Exercise: I'd like an exact copy of every line from the start of the entries below through the line containing "config types do.", please.

Excerpted records:
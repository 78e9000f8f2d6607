//! External interfaces (spec.md §6): the consumed surfaces a launcher would
//! populate before handing control to [`crate::device::Device`]. No argv
//! parsing lives here — only the JSON configuration schema, the
//! `--channel-config` sub-option grammar, and the option structs a CLI
//! front-end would fill in. Deserialization uses `serde`/`serde_json`, the
//! way the manager layer's own config types do.

use crate::channel::{ChannelConfig, Method};
use crate::error::{FlowMqError, FlowMqResult};
use crate::transport::{SocketKind, TransportTag};
use serde::{Deserialize, Serialize};
use std::str::FromStr;

/// `fairMQOptions.devices[]` (spec.md §6 "JSON configuration schema").
#[derive(Debug, Clone, Deserialize, Serialize)]
pub struct FairMqOptions {
    #[serde(rename = "fairMQOptions")]
    pub fair_mq_options: FairMqOptionsInner,
}

#[derive(Debug, Clone, Deserialize, Serialize)]
pub struct FairMqOptionsInner {
    pub devices: Vec<DeviceConfigEntry>,
}

#[derive(Debug, Clone, Deserialize, Serialize)]
pub struct DeviceConfigEntry {
    pub id: String,
    #[serde(default)]
    pub channels: Vec<ChannelConfigEntry>,
}

/// One JSON channel entry; `sockets[]` carries per-subchannel overrides that
/// layer on top of the channel-level defaults the way spec.md describes.
#[derive(Debug, Clone, Deserialize, Serialize)]
pub struct ChannelConfigEntry {
    pub name: String,
    #[serde(rename = "type")]
    pub kind: String,
    pub method: String,
    pub address: String,
    #[serde(default)]
    pub transport: Option<String>,
    #[serde(default)]
    pub sockets: Vec<SocketOverride>,
}

#[derive(Debug, Clone, Default, Deserialize, Serialize)]
pub struct SocketOverride {
    #[serde(default)]
    pub address: Option<String>,
    #[serde(default, rename = "sndBufSize")]
    pub send_buffer_size: Option<usize>,
    #[serde(default, rename = "rcvBufSize")]
    pub receive_buffer_size: Option<usize>,
    #[serde(default, rename = "sndTimeoutMs")]
    pub send_timeout_ms: Option<i64>,
    #[serde(default, rename = "rcvTimeoutMs")]
    pub receive_timeout_ms: Option<i64>,
    #[serde(default)]
    pub linger: Option<u64>,
    #[serde(default, rename = "autoBind")]
    pub auto_bind: Option<bool>,
    #[serde(default, rename = "portRangeMin")]
    pub port_range_min: Option<u16>,
    #[serde(default, rename = "portRangeMax")]
    pub port_range_max: Option<u16>,
}

impl ChannelConfigEntry {
    /// Expands this entry into one `ChannelConfig` per subchannel (`sockets[]`
    /// length, or one subchannel with channel-level defaults if empty).
    pub fn to_channel_configs(&self) -> FlowMqResult<Vec<ChannelConfig>> {
        let kind = parse_socket_kind(&self.kind)?;
        let method = parse_method(&self.method)?;
        let transport = self
            .transport
            .as_deref()
            .map(TransportTag::from_str)
            .transpose()?
            .unwrap_or(TransportTag::Default);

        let overrides = if self.sockets.is_empty() {
            vec![SocketOverride::default()]
        } else {
            self.sockets.clone()
        };

        Ok(overrides
            .into_iter()
            .enumerate()
            .map(|(index, over)| {
                let mut config = ChannelConfig::new(self.name.clone(), index, kind);
                config.method = Some(method);
                config.address = Some(over.address.unwrap_or_else(|| self.address.clone()));
                config.transport = transport;
                if let Some(v) = over.send_buffer_size {
                    config.send_buffer_size = v;
                }
                if let Some(v) = over.receive_buffer_size {
                    config.receive_buffer_size = v;
                }
                if let Some(v) = over.send_timeout_ms {
                    config.send_timeout_ms = v;
                }
                if let Some(v) = over.receive_timeout_ms {
                    config.receive_timeout_ms = v;
                }
                if let Some(v) = over.linger {
                    config.linger_ms = v;
                }
                if let Some(v) = over.auto_bind {
                    config.auto_bind = v;
                }
                if let Some(v) = over.port_range_min {
                    config.port_range.0 = v;
                }
                if let Some(v) = over.port_range_max {
                    config.port_range.1 = v;
                }
                config
            })
            .collect())
    }
}

/// Parses one `--channel-config` sub-option entry: `name:key=value,key=value,...`.
/// Recognized keys match spec.md §6 exactly; unknown keys are rejected rather
/// than silently ignored, since a typo'd key there is almost always a
/// misconfigured channel.
pub fn parse_channel_config_entry(entry: &str) -> FlowMqResult<ChannelConfigEntry> {
    let (name, rest) = entry.split_once(':').ok_or_else(|| {
        FlowMqError::ConfigParse(format!("channel-config entry missing ':' separator: {entry}"))
    })?;
    let mut kind = None;
    let mut method = None;
    let mut address = None;
    let mut transport = None;
    let mut over = SocketOverride::default();

    for pair in rest.split(',').filter(|s| !s.is_empty()) {
        let (key, value) = pair.split_once('=').ok_or_else(|| {
            FlowMqError::ConfigParse(format!("malformed key=value pair in channel-config: {pair}"))
        })?;
        match key {
            "type" => kind = Some(value.to_string()),
            "method" => method = Some(value.to_string()),
            "address" => address = Some(value.to_string()),
            "transport" => transport = Some(value.to_string()),
            "sndBufSize" => over.send_buffer_size = Some(parse_int(key, value)?),
            "rcvBufSize" => over.receive_buffer_size = Some(parse_int(key, value)?),
            "sndKernelSize" | "rcvKernelSize" | "rateLogging" | "numSockets" => {
                // Accepted and parsed for validation parity with spec.md's
                // key list; not yet consumed by `ChannelConfig`.
                parse_int::<u64>(key, value)?;
            }
            "sndTimeoutMs" => over.send_timeout_ms = Some(parse_int(key, value)?),
            "rcvTimeoutMs" => over.receive_timeout_ms = Some(parse_int(key, value)?),
            "linger" => over.linger = Some(parse_int(key, value)?),
            "portRangeMin" => over.port_range_min = Some(parse_int(key, value)?),
            "portRangeMax" => over.port_range_max = Some(parse_int(key, value)?),
            "autoBind" => {
                over.auto_bind = Some(value.parse::<bool>().map_err(|_| {
                    FlowMqError::ConfigParse(format!("autoBind must be true/false, got {value}"))
                })?)
            }
            other => {
                return Err(FlowMqError::ConfigParse(format!(
                    "unrecognized channel-config key: {other}"
                )))
            }
        }
    }

    Ok(ChannelConfigEntry {
        name: name.to_string(),
        kind: kind.ok_or_else(|| FlowMqError::ConfigParse(format!("{name}: missing type=")))?,
        method: method.ok_or_else(|| FlowMqError::ConfigParse(format!("{name}: missing method=")))?,
        address: address.ok_or_else(|| FlowMqError::ConfigParse(format!("{name}: missing address=")))?,
        transport,
        sockets: vec![over],
    })
}

fn parse_int<T: FromStr>(key: &str, value: &str) -> FlowMqResult<T> {
    value
        .parse::<T>()
        .map_err(|_| FlowMqError::ConfigParse(format!("{key} must be an integer, got {value}")))
}

fn parse_socket_kind(s: &str) -> FlowMqResult<SocketKind> {
    match s {
        "push" => Ok(SocketKind::Push),
        "pull" => Ok(SocketKind::Pull),
        "pub" => Ok(SocketKind::Publish),
        "sub" => Ok(SocketKind::Subscribe),
        "req" => Ok(SocketKind::Request),
        "rep" => Ok(SocketKind::Reply),
        "pair" => Ok(SocketKind::Pair),
        "dealer" => Ok(SocketKind::Dealer),
        "router" => Ok(SocketKind::Router),
        "xsub" => Ok(SocketKind::XSub),
        "xpub" => Ok(SocketKind::XPub),
        other => Err(FlowMqError::ConfigParse(format!("unknown socket type: {other}"))),
    }
}

fn parse_method(s: &str) -> FlowMqResult<Method> {
    match s {
        "bind" => Ok(Method::Bind),
        "connect" => Ok(Method::Connect),
        other => Err(FlowMqError::ConfigParse(format!("unknown method: {other}"))),
    }
}

/// Device-level options a launcher would populate from `--id`, `--session`,
/// `--transport`, `--init-timeout`, `--control`, `--rate` before constructing
/// a [`crate::device::Device`].
#[derive(Debug, Clone)]
pub struct DeviceOptions {
    pub id: String,
    pub session_name: String,
    pub default_transport: TransportTag,
    pub init_timeout: std::time::Duration,
    pub control_mode: ControlMode,
    pub rate_hz: Option<f64>,
}

impl Default for DeviceOptions {
    fn default() -> Self {
        Self {
            id: String::new(),
            session_name: "default".into(),
            default_transport: TransportTag::Default,
            init_timeout: std::time::Duration::from_secs(120),
            control_mode: ControlMode::Static,
            rate_hz: None,
        }
    }
}

#[derive(Debug, Clone, Copy, PartialEq, Eq)]
pub enum ControlMode {
    Static,
    Interactive,
    Dds,
}

/// `--shm-*` options (spec.md §6 "Shared-memory").
#[derive(Debug, Clone)]
pub struct ShmemOptions {
    pub segment_size: usize,
    pub allocation: ShmemAllocation,
    pub segment_id: u16,
    pub shmid_override: Option<u64>,
    pub zero_segment_on_creation: bool,
    pub bad_alloc_max_attempts: i64,
    pub bad_alloc_attempt_interval_ms: u64,
    pub monitor: bool,
    pub no_cleanup: bool,
}

impl Default for ShmemOptions {
    fn default() -> Self {
        Self {
            segment_size: 16 * 1024 * 1024,
            allocation: ShmemAllocation::RbTreeBestFit,
            segment_id: 0,
            shmid_override: None,
            zero_segment_on_creation: true,
            bad_alloc_max_attempts: 3,
            bad_alloc_attempt_interval_ms: 50,
            monitor: true,
            no_cleanup: false,
        }
    }
}

#[derive(Debug, Clone, Copy, PartialEq, Eq)]
pub enum ShmemAllocation {
    RbTreeBestFit,
    SimpleSeqFit,
}

/// Shared-memory monitor CLI surface: `--session`, `--shmid`, `--cleanup`,
/// `--self-destruct`, `--interactive`, `--timeout`, `--daemonize`,
/// `--clean-on-exit`.
#[derive(Debug, Clone)]
pub struct MonitorOptions {
    pub session_name: String,
    pub shmid_override: Option<u64>,
    pub cleanup: bool,
    pub self_destruct: bool,
    pub interactive: bool,
    pub timeout: std::time::Duration,
    pub daemonize: bool,
    pub clean_on_exit: bool,
}

impl Default for MonitorOptions {
    fn default() -> Self {
        Self {
            session_name: "default".into(),
            shmid_override: None,
            cleanup: false,
            self_destruct: false,
            interactive: false,
            timeout: std::time::Duration::from_millis(5000),
            daemonize: false,
            clean_on_exit: true,
        }
    }
}

/// Bundles the pieces a launcher resolves before handing off to the core:
/// which devices to build and their shmem policy. Exists so `src/config.rs`
/// has one top-level type mirroring `fairMQOptions` as a whole, rather than
/// callers juggling the JSON and CLI shapes separately.
#[derive(Debug, Clone, Default)]
pub struct RuntimeConfig {
    pub devices: Vec<DeviceConfigEntry>,
    pub shmem: ShmemOptions,
}

impl RuntimeConfig {
    pub fn from_json(text: &str) -> FlowMqResult<Self> {
        let parsed: FairMqOptions = serde_json::from_str(text).map_err(|e| FlowMqError::ConfigParse(e.to_string()))?;
        Ok(Self {
            devices: parsed.fair_mq_options.devices,
            shmem: ShmemOptions::default(),
        })
    }
}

Answer to this problem:
repository 78e9000f8f2d6607
//! External interfaces (spec.md §6): the consumed surfaces a launcher would
//! populate before handing control to [`crate::device::Device`]. No argv
//! parsing lives here — only the JSON configuration schema, the
//! `--channel-config` sub-option grammar, and the option structs a CLI
//! front-end would fill in. Deserialization uses `serde`/`serde_json`, the
//! way the manager layer's own config types do.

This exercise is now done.